PİRHA- Mersin Cemevi’nde düzenlenen panelde “Hoşgörü ve hoşgörü’nün sınırları ne olmalıdır?” sorusuna cevap arandı. Panlede birlikte yaşamının temeli barış ve hoşgörüyü egemen kılmaktan geçeceği vurgulandı.

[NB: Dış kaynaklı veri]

//! Player profile handlers.

use std::sync::Arc;

use axum::extract::{Path, State};
use axum::Json;
use serde::Serialize;

use crafthub_core::{CredentialRecord, PlayerProfile, Username};

use crate::auth::AuthUser;
use crate::error::ApiError;
use crate::state::AppState;

/// The caller's own profile, including contact details.
#[derive(Debug, Serialize)]
pub struct ProfileResponse {
    /// Account name.
    pub username: String,
    /// Contact address, if one was given at registration.
    pub email: Option<String>,
    /// Avatar URL or site-relative path.
    pub avatar: String,
    /// Primary balance.
    pub coins: i64,
    /// Secondary balance.
    pub tokens: i64,
    /// Display rank.
    pub rank_name: String,
    /// Profile creation time.
    pub join_date: String,
    /// Last site login.
    pub last_online: String,
    /// Accumulated in-game playtime in seconds.
    pub total_playtime: i64,
    /// Whether the player is on the game server right now.
    pub is_online: bool,
}

impl From<PlayerProfile> for ProfileResponse {
    fn from(profile: PlayerProfile) -> Self {
        Self {
            username: profile.username.to_string(),
            email: profile.email,
            avatar: profile.avatar,
            coins: profile.coins,
            tokens: profile.tokens,
            rank_name: profile.rank_name,
            join_date: profile.join_date.to_rfc3339(),
            last_online: profile.last_online.to_rfc3339(),
            total_playtime: profile.total_playtime,
            is_online: profile.is_online,
        }
    }
}

/// A profile as anyone may see it. No contact details.
#[derive(Debug, Serialize)]
pub struct PlayerView {
    /// Account name.
    pub username: String,
    /// Avatar URL or site-relative path.
    pub avatar: String,
    /// Display rank.
    pub rank_name: String,
    /// Profile creation time.
    pub join_date: String,
    /// Last in-game login, as recorded by the auth plugin. `None` for
    /// players who have never joined the game since registering.
    pub last_login_at: Option<String>,
    /// Accumulated in-game playtime in seconds.
    pub total_playtime: i64,
    /// Whether the player is on the game server right now.
    pub is_online: bool,
}

impl PlayerView {
    fn new(profile: PlayerProfile, credential: &CredentialRecord) -> Self {
        Self {
            username: profile.username.to_string(),
            avatar: profile.avatar,
            rank_name: profile.rank_name,
            join_date: profile.join_date.to_rfc3339(),
            last_login_at: credential.last_login_at().map(|t| t.to_rfc3339()),
            total_playtime: profile.total_playtime,
            is_online: profile.is_online,
        }
    }
}

/// Return the authenticated caller's profile.
pub async fn get_me(
    State(state): State<Arc<AppState>>,
    auth: AuthUser,
) -> Result<Json<ProfileResponse>, ApiError> {
    let profile = state.store.profile(&auth.username).await?.ok_or_else(|| {
        // A session guarantees a profile exists; login repairs missing ones.
        tracing::error!(username = %auth.username, "Authenticated player has no profile");
        ApiError::Internal("profile missing for authenticated player".into())
    })?;

    Ok(Json(ProfileResponse::from(profile)))
}

/// Return the public view of any player's profile.
///
/// Joins the profile with the registration metadata the auth plugin keeps.
pub async fn get_player(
    State(state): State<Arc<AppState>>,
    Path(username): Path<String>,
) -> Result<Json<PlayerView>, ApiError> {
    let username = Username::parse(&username)?;

    let credential = state
        .store
        .credential(&username)
        .await?
        .ok_or_else(|| ApiError::NotFound("player not found".into()))?;
    let profile = state
        .store
        .profile(&username)
        .await?
        .ok_or_else(|| ApiError::NotFound("player not found".into()))?;

    Ok(Json(PlayerView::new(profile, &credential)))
}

Mersin Cemevi, Mersin Felsefeciler Derneği ve Mersin Barosu’nun ortaklaşa düzenlediği “Hoşgörü ve hoşgörü’nün sınırları ne olmalıdır ?” konulu panel Mersin Cemevi’nde gerçekleşti. Panelin moderatörlüğünü Mersin Felsefeciler Derneği Başkanı Mehmet Salih Öztemel yaparken, konuşmacı olarak, Mersin Barosu Başkanı Gazi Özdemir, Prof.Dr. Yaşar Erjem, Mersin Cemevi İnanç Kurulu Başkanı Erdoğan Sevin yer aldı.

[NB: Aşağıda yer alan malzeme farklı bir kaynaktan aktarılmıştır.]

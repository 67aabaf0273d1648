//! Mojang profile lookups for avatar resolution.
//!
//! Registration and the login repair path ask Mojang for the player's
//! profile UUID and derive an avatar URL from it. The lookup is best
//! effort: any failure falls back to the configured default avatar and
//! never aborts the caller.

use std::time::Duration;

use serde::Deserialize;
use uuid::Uuid;

use crafthub_core::Username;

/// Timeout for profile lookups. Kept short since registration waits on it.
const LOOKUP_TIMEOUT: Duration = Duration::from_secs(5);

/// Mojang profile API client.
#[derive(Debug, Clone)]
pub struct MojangClient {
    client: reqwest::Client,
    api_url: String,
    avatar_base: String,
}

/// The subset of the profile response this service reads.
#[derive(Debug, Deserialize)]
struct MojangProfile {
    id: String,
}

impl MojangClient {
    /// Create a new client.
    ///
    /// # Arguments
    ///
    /// * `api_url` - Mojang API base URL (e.g. `"https://api.mojang.com"`)
    /// * `avatar_base` - avatar service base URL, keyed by profile UUID
    #[must_use]
    pub fn new(api_url: &str, avatar_base: &str) -> Self {
        let client = reqwest::Client::builder()
            .timeout(LOOKUP_TIMEOUT)
            .build()
            .unwrap_or_else(|_| reqwest::Client::new());

        Self {
            client,
            api_url: api_url.trim_end_matches('/').to_owned(),
            avatar_base: avatar_base.trim_end_matches('/').to_owned(),
        }
    }

    /// Look up the avatar URL for a player, best effort.
    ///
    /// Returns `None` when no profile exists for the name or when the
    /// lookup fails for any reason; callers fall back to the default
    /// avatar.
    pub async fn avatar_url(&self, username: &Username) -> Option<String> {
        let url = format!(
            "{}/users/profiles/minecraft/{}",
            self.api_url,
            username.as_str()
        );

        let response = match self.client.get(&url).send().await {
            Ok(response) => response,
            Err(e) => {
                tracing::warn!(username = %username, error = %e, "Mojang profile lookup failed");
                return None;
            }
        };

        // Mojang reports an unknown name as 404 (204 from the legacy API)
        let status = response.status();
        if status == reqwest::StatusCode::NOT_FOUND || status == reqwest::StatusCode::NO_CONTENT {
            tracing::debug!(username = %username, "No Mojang profile for username");
            return None;
        }
        if !status.is_success() {
            tracing::warn!(
                username = %username,
                status = %status,
                "Mojang profile lookup returned non-success status"
            );
            return None;
        }

        let profile: MojangProfile = match response.json().await {
            Ok(profile) => profile,
            Err(e) => {
                tracing::warn!(username = %username, error = %e, "Failed to parse Mojang profile response");
                return None;
            }
        };

        // The API returns the UUID without hyphens; parse_str takes both forms
        let uuid = match Uuid::parse_str(&profile.id) {
            Ok(uuid) => uuid,
            Err(_) => {
                tracing::warn!(username = %username, id = %profile.id, "Mojang profile id is not a UUID");
                return None;
            }
        };

        Some(format!("{}/{}?size=64", self.avatar_base, uuid.simple()))
    }
}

Açılış konuşması yapan Mersin Cemevi Başkanı Pir Hasan Kılavuz, Ermenilerin, Süryanilerin, Ezidilerin, Romanların, Alevilerin, Kürtlerin tarihsel süreç içerisinde hoşgörüden uzak iktidarlar tarafından baskıya ve katliama uğradığını dile getirerek, “Bir birimize karşı hoşgörülü olmanın temeli, tanımaktan geçer. Tanırsak, farklılığı kabul edersek barış o vakit egemen olur” diye belirtti.
“HOŞGÖRÜ SİYASAL BİR BAKIŞ AÇISINA SAHİP BİR KAVRAMDIR”

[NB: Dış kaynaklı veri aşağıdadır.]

//! The plugin-owned credential record.

use chrono::{DateTime, TimeZone, Utc};
use std::fmt;

use crate::ids::Username;

/// One row of the authentication plugin's `authme` table.
///
/// The column set is an external compatibility contract: the names, the
/// epoch-millisecond bigint timestamps, and the 0/1 smallint flags are fixed
/// by the plugin and must not be reshaped. This service inserts a row exactly
/// once, at registration, and only ever reads it afterwards; position,
/// `lastlogin`, and the session flags belong to the plugin.
#[derive(Clone)]
pub struct CredentialRecord {
    /// Unique account name, the lookup key.
    pub username: Username,

    /// Display capitalization as the player typed it.
    pub realname: String,

    /// Password hash in PHC string format.
    pub password: String,

    /// Last known client address.
    pub ip: Option<String>,

    /// Last in-game login, epoch milliseconds. Plugin-owned.
    pub lastlogin: Option<i64>,

    /// Logout position. Plugin-owned.
    pub x: f64,
    /// Logout position. Plugin-owned.
    pub y: f64,
    /// Logout position. Plugin-owned.
    pub z: f64,

    /// World of the logout position. Plugin-owned.
    pub world: String,

    /// Registration time, epoch milliseconds. Set once by this service.
    pub regdate: i64,

    /// Address the registration came from.
    pub regip: Option<String>,

    /// Logout view angle. Plugin-owned.
    pub yaw: Option<f32>,
    /// Logout view angle. Plugin-owned.
    pub pitch: Option<f32>,

    /// Contact address captured at registration.
    pub email: Option<String>,

    /// 0/1 flag: currently authenticated in game. Plugin-owned.
    pub is_logged: i16,

    /// 0/1 flag: has a persisted in-game session. Plugin-owned.
    pub has_session: i16,
}

impl CredentialRecord {
    /// Build the row inserted at registration.
    ///
    /// Plugin-owned fields are left at the values the plugin expects for a
    /// never-seen player: origin position in `world`, no login yet, both
    /// session flags cleared.
    #[must_use]
    pub fn new(
        username: Username,
        password_hash: String,
        email: Option<String>,
        regip: Option<String>,
    ) -> Self {
        Self {
            realname: username.as_str().to_owned(),
            username,
            password: password_hash,
            ip: regip.clone(),
            lastlogin: None,
            x: 0.0,
            y: 0.0,
            z: 0.0,
            world: "world".to_owned(),
            regdate: Utc::now().timestamp_millis(),
            regip,
            yaw: None,
            pitch: None,
            email,
            is_logged: 0,
            has_session: 0,
        }
    }

    /// Registration time as a UTC timestamp, if the stored millis are sane.
    #[must_use]
    pub fn registered_at(&self) -> Option<DateTime<Utc>> {
        Utc.timestamp_millis_opt(self.regdate).single()
    }

    /// Last in-game login as a UTC timestamp, if the plugin recorded one.
    #[must_use]
    pub fn last_login_at(&self) -> Option<DateTime<Utc>> {
        self.lastlogin
            .and_then(|ms| Utc.timestamp_millis_opt(ms).single())
    }
}

// The password hash stays out of log output.
impl fmt::Debug for CredentialRecord {
    fn fmt(&self, f: &mut fmt::Formatter<'_>) -> fmt::Result {
        f.debug_struct("CredentialRecord")
            .field("username", &self.username)
            .field("realname", &self.realname)
            .field("password", &"<redacted>")
            .field("regdate", &self.regdate)
            .field("email", &self.email)
            .finish_non_exhaustive()
    }
}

Panelde ilk olarak konuşan, Mersin Felsefeciler Derneği Mehmet Salih Öztemel, demokrasinin temelini hoşgörü olşuturduğunu belirterek, batı felsefesinde hoşgörü kavramının üzerine durdu. Öztemel, ne zaman hoşgörünün sınırları aşılmış olur? sorusunun önemli olduğunu söyleyerek, “Makulluk anlayışı içerisinde olmalıdır. Temel hak ve özgürlüklerinin temel alındığı bir höoşgörü anlayışına ihtiyaç var. Eşitlik, özgürlüğü temel alan bir gücün kullanılması önemlidir. Aksi takdirde güç baskıcı bir alana dönüşür. Hoşgörü siyasal bir bakış açısına sahip bir kavramdır” diye konuştu.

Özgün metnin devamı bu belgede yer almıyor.